Na segunda parte da entrevista concedida ao jornalista francês Salim Lamrani, a dissidente cubana Yoani Sánchez, dona do blog Generación Y, relata os motivos que a levaram a deixar a Suíça, onde viveu por dois anos, para regressar à Cuba. Segundo ela, as saudades da família e a culpa por usufruir de sapatos e da internet no exterior a fizeram voltar para a ilha caribenha.
Leia mais:
Primeira parte: Em entrevista, blogueira Yoani Sánchez não explica suas contradições
Terceira Parte: Blogueira dissidente afirma ser contra embargo a Cuba e tenta explicar proximidade com Obama
Em 2002, a
senhora decidiu emigrar para a Suíça. Dois anos depois, voltou a
Cuba. É difícil entender por que a senhora deixou o “paraíso
europeu” para regressar ao país que descreve como um inferno. A
pergunta é simples: por quê?
É uma ótima
pergunta. Primeiro, gosto de nadar contra a corrente. Gosto de
organizar minha vida à minha maneira. O absurdo não é ir embora e
voltar a Cuba, e sim as leis migratórias cubanas, que estipulam que
toda pessoa que passa onze meses no exterior perde seu status de
residente permanente. Em outras condições eu poderia permanecer
dois anos no exterior e, com o dinheiro ganho, voltar a Cuba para
reformar a casa e fazer outras coisas. Então o surpreendente não é
o fato de eu decidir voltar a Cuba, e sim as leis migratórias
cubanas.
O mais
surpreendente é que, tendo a possibilidade de viver em um dos países
mais ricos do mundo, a senhora tenha decidido voltar a seu país, que
descreve de modo apocalíptico, apenas dois anos depois de sua saída.
As razões são
várias. Primeiro, não pude ir embora com minha família. Somos uma
pequena família, mas minha irmã, meus pais e eu somos muito unidos.

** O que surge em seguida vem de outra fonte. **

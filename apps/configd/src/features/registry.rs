use std::sync::Arc;

use chrono::Utc;
use serde_json::json;

use crate::audit::store::{AuditStore, AuditStoreError};
use crate::audit::types::{ConfigChangeEvent, ConfigEventKind};
use crate::features::store::{FeatureStore, FeatureStoreError};
use crate::features::types::{DependencyPolicy, FeatureFlagRow};

#[derive(Debug, thiserror::Error)]
pub enum FeatureRegistryError {
    #[error("not found: {0}")]
    NotFound(String),
    #[error("store error: {0}")]
    Store(String),
    #[error("audit error: {0}")]
    Audit(#[from] AuditStoreError),
}

impl FeatureRegistryError {
    pub fn code(&self) -> &'static str {
        match self {
            Self::NotFound(_) => "not_found",
            Self::Store(_) | Self::Audit(_) => "internal_error",
        }
    }
}

impl From<FeatureStoreError> for FeatureRegistryError {
    fn from(error: FeatureStoreError) -> Self {
        match error {
            FeatureStoreError::NotFound(message) => Self::NotFound(message),
            FeatureStoreError::Db(message) => Self::Store(message),
        }
    }
}

/// Availability checks and operator toggles over feature flags.
#[derive(Clone)]
pub struct FeatureRegistry {
    store: Arc<dyn FeatureStore>,
    audit: Arc<dyn AuditStore>,
    dependency_policy: DependencyPolicy,
}

impl FeatureRegistry {
    pub fn new(
        store: Arc<dyn FeatureStore>,
        audit: Arc<dyn AuditStore>,
        dependency_policy: DependencyPolicy,
    ) -> Self {
        Self {
            store,
            audit,
            dependency_policy,
        }
    }

    pub fn store(&self) -> Arc<dyn FeatureStore> {
        self.store.clone()
    }

    pub fn dependency_policy(&self) -> DependencyPolicy {
        self.dependency_policy
    }

    /// False when the flag is absent or disabled. Unsatisfied dependencies
    /// block availability only under the enforce policy; under advisory they
    /// are logged and the feature stays available.
    pub async fn is_available(
        &self,
        feature_name: &str,
        environment: &str,
    ) -> Result<bool, FeatureRegistryError> {
        let Some(flag) = self.store.get_flag(feature_name, environment).await? else {
            return Ok(false);
        };
        if !flag.enabled {
            return Ok(false);
        }
        let unsatisfied = self.unsatisfied_dependencies(&flag, environment).await?;
        if unsatisfied.is_empty() {
            return Ok(true);
        }
        match self.dependency_policy {
            DependencyPolicy::Advisory => {
                tracing::warn!(
                    feature = feature_name,
                    environment,
                    unsatisfied = ?unsatisfied,
                    "feature dependencies unsatisfied (advisory)"
                );
                Ok(true)
            }
            DependencyPolicy::Enforce => Ok(false),
        }
    }

    /// Declared dependencies that are currently not enabled in the same
    /// environment.
    pub async fn unsatisfied_dependencies(
        &self,
        flag: &FeatureFlagRow,
        environment: &str,
    ) -> Result<Vec<String>, FeatureRegistryError> {
        let mut unsatisfied = Vec::new();
        for dependency in &flag.dependencies {
            let satisfied = self
                .store
                .get_flag(dependency, environment)
                .await?
                .is_some_and(|row| row.enabled);
            if !satisfied {
                unsatisfied.push(dependency.clone());
            }
        }
        Ok(unsatisfied)
    }

    pub async fn get_flag(
        &self,
        feature_name: &str,
        environment: &str,
    ) -> Result<Option<FeatureFlagRow>, FeatureRegistryError> {
        Ok(self.store.get_flag(feature_name, environment).await?)
    }

    pub async fn upsert_flag(&self, row: FeatureFlagRow) -> Result<(), FeatureRegistryError> {
        Ok(self.store.upsert_flag(row).await?)
    }

    /// Toggle a flag; the change is immediately visible to readers and
    /// recorded in the audit sink.
    pub async fn set_enabled(
        &self,
        feature_name: &str,
        environment: &str,
        enabled: bool,
    ) -> Result<(), FeatureRegistryError> {
        self.store
            .set_enabled(feature_name, environment, enabled, Utc::now())
            .await?;
        self.audit
            .append_config_event(&ConfigChangeEvent::new(
                environment,
                ConfigEventKind::FeatureToggled,
                feature_name,
                json!({ "enabled": enabled }),
            ))
            .await?;
        tracing::info!(feature = feature_name, environment, enabled, "feature flag toggled");
        Ok(())
    }
}
use std::sync::Arc;

use chrono::{Duration, Utc};
use serde_json::{Value, json};

use crate::audit::store::{AuditStore, AuditStoreError};
use crate::audit::types::{ConfigChangeEvent, ConfigEventKind};
use crate::config_store::store::{ConfigStore, ConfigStoreError};
use crate::config_store::types::{ConfigVersionRow, DEFAULT_OVERRIDE_PRIORITY, UserOverrideRow};

#[derive(Debug, thiserror::Error)]
pub enum ConfigAdminError {
    #[error("invalid request: {0}")]
    InvalidRequest(String),
    #[error("conflict: {0}")]
    Conflict(String),
    #[error("not found: {0}")]
    NotFound(String),
    #[error("store error: {0}")]
    Store(String),
    #[error("audit error: {0}")]
    Audit(#[from] AuditStoreError),
}

impl ConfigAdminError {
    pub fn code(&self) -> &'static str {
        match self {
            Self::InvalidRequest(_) => "invalid_request",
            Self::Conflict(_) => "conflict",
            Self::NotFound(_) => "not_found",
            Self::Store(_) | Self::Audit(_) => "internal_error",
        }
    }
}

impl From<ConfigStoreError> for ConfigAdminError {
    fn from(error: ConfigStoreError) -> Self {
        match error {
            ConfigStoreError::Conflict(message) => Self::Conflict(message),
            ConfigStoreError::NotFound(message) => Self::NotFound(message),
            ConfigStoreError::Db(message) => Self::Store(message),
        }
    }
}

/// Operator-facing mutations over config versions and user overrides.
/// Every mutation lands a ConfigChangeEvent in the audit sink.
#[derive(Clone)]
pub struct ConfigAdmin {
    store: Arc<dyn ConfigStore>,
    audit: Arc<dyn AuditStore>,
}

impl ConfigAdmin {
    pub fn new(store: Arc<dyn ConfigStore>, audit: Arc<dyn AuditStore>) -> Self {
        Self { store, audit }
    }

    /// Insert a new immutable version, inactive. Activation is a separate,
    /// explicit step.
    pub async fn publish_version(
        &self,
        config_key: &str,
        version: &str,
        environment: &str,
        payload: Value,
        created_by: &str,
        description: Option<String>,
    ) -> Result<ConfigVersionRow, ConfigAdminError> {
        if config_key.is_empty() || version.is_empty() {
            return Err(ConfigAdminError::InvalidRequest(
                "config_key and version must be non-empty".to_string(),
            ));
        }
        let row = ConfigVersionRow {
            config_key: config_key.to_string(),
            version: version.to_string(),
            environment: environment.to_string(),
            payload,
            active: false,
            created_at: Utc::now(),
            created_by: created_by.to_string(),
            description,
        };
        self.store.insert_version(row.clone()).await?;
        self.audit
            .append_config_event(&ConfigChangeEvent::new(
                environment,
                ConfigEventKind::VersionPublished,
                config_key,
                json!({ "version": version, "created_by": created_by }),
            ))
            .await?;
        tracing::info!(config_key, version, environment, "config version published");
        Ok(row)
    }

    /// Atomically swap the active version for (key, environment).
    pub async fn activate_version(
        &self,
        config_key: &str,
        version: &str,
        environment: &str,
    ) -> Result<(), ConfigAdminError> {
        self.store
            .activate_version(config_key, version, environment)
            .await?;
        self.audit
            .append_config_event(&ConfigChangeEvent::new(
                environment,
                ConfigEventKind::VersionActivated,
                config_key,
                json!({ "version": version }),
            ))
            .await?;
        tracing::info!(config_key, version, environment, "config version activated");
        Ok(())
    }

    pub async fn set_user_override(
        &self,
        environment: &str,
        user_id: &str,
        config_key: &str,
        value: Value,
        priority: Option<i32>,
        ttl_hours: Option<i64>,
        tag: Option<String>,
    ) -> Result<UserOverrideRow, ConfigAdminError> {
        if user_id.is_empty() || config_key.is_empty() {
            return Err(ConfigAdminError::InvalidRequest(
                "user_id and config_key must be non-empty".to_string(),
            ));
        }
        let now = Utc::now();
        let row = UserOverrideRow {
            user_id: user_id.to_string(),
            config_key: config_key.to_string(),
            value,
            priority: priority.unwrap_or(DEFAULT_OVERRIDE_PRIORITY),
            expires_at: ttl_hours.map(|hours| now + Duration::hours(hours)),
            tag,
            updated_at: now,
        };
        self.store.upsert_override(row.clone()).await?;
        self.audit
            .append_config_event(&ConfigChangeEvent::new(
                environment,
                ConfigEventKind::OverrideUpserted,
                config_key,
                json!({
                    "user_id": user_id,
                    "priority": row.priority,
                    "expires_at": row.expires_at,
                    "tag": row.tag,
                }),
            ))
            .await?;
        Ok(row)
    }
}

Meu pai ficou doente em minha ausência e tive medo de que ele
morresse sem que eu pudesse vê-lo. Também me sentia culpada por
viver melhor do que eles. A cada vez que comprava um par de sapatos,
que me conectava à internet, pensava neles. Sentia-me culpada.
Certo,
mas, da Suíça, a senhora podia ajudá-los enviando dinheiro.
É verdade, mas há
outro motivo. Pensei que, com o que havia aprendido na Suíça,
poderia mudar as coisas voltando a Cuba. Há também a saudade das
pessoas, dos amigos. Não foi uma decisão pensada, mas não me
arrependo. Tinha vontade de voltar e voltei. É verdade que isso pode
parecer pouco comum, mas gosto de fazer coisas incomuns. Criei um
blog e as pessoas me perguntaram por que eu fiz isso, mas o blog me
satisfaz profissionalmente.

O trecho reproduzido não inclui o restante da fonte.